### PROBLEM DESCRIPTION
Count every line in the records below that contains the string "installed". Report that number alone.

### DATA SUPPLIED
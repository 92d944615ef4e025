//! crates/logging/src/subscriber.rs
//! Installation of the process-wide tracing subscriber.

use thiserror::Error;
use time::macros::format_description;
use tracing_subscriber::fmt::time::UtcTime;
use tracing_subscriber::util::{SubscriberInitExt, TryInitError};
use tracing_subscriber::{EnvFilter, fmt, layer::SubscriberExt};

use crate::LogLevel;

/// Environment variable whose filter directives override the configured level.
pub const LOG_ENV: &str = "XFER_LOG";

/// Error raised when the global subscriber cannot be installed.
#[derive(Debug, Error)]
pub enum LoggingError {
    /// A global subscriber was already installed.
    #[error("failed to install log subscriber: {0}")]
    Install(#[from] TryInitError),
}

/// Builds the filter for `level`, letting [`LOG_ENV`] take precedence.
///
/// An unset or unparsable environment value falls back to `level`.
#[must_use]
pub fn build_filter(level: LogLevel) -> EnvFilter {
    EnvFilter::try_from_env(LOG_ENV).unwrap_or_else(|_| EnvFilter::new(level.directive()))
}

/// Installs the stderr subscriber used by the `xfer` binary.
///
/// Each line carries a UTC `HH:MM:SS` timestamp, the level and the emitting
/// thread's name (`Rcv` for the receiver listener).
pub fn init(level: LogLevel) -> Result<(), LoggingError> {
    let timer = UtcTime::new(format_description!("[hour]:[minute]:[second]"));

    tracing_subscriber::registry()
        .with(build_filter(level))
        .with(
            fmt::layer()
                .with_writer(std::io::stderr)
                .with_thread_names(true)
                .with_target(false)
                .with_timer(timer),
        )
        .try_init()?;
    Ok(())
}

### ANSWER SPACE
2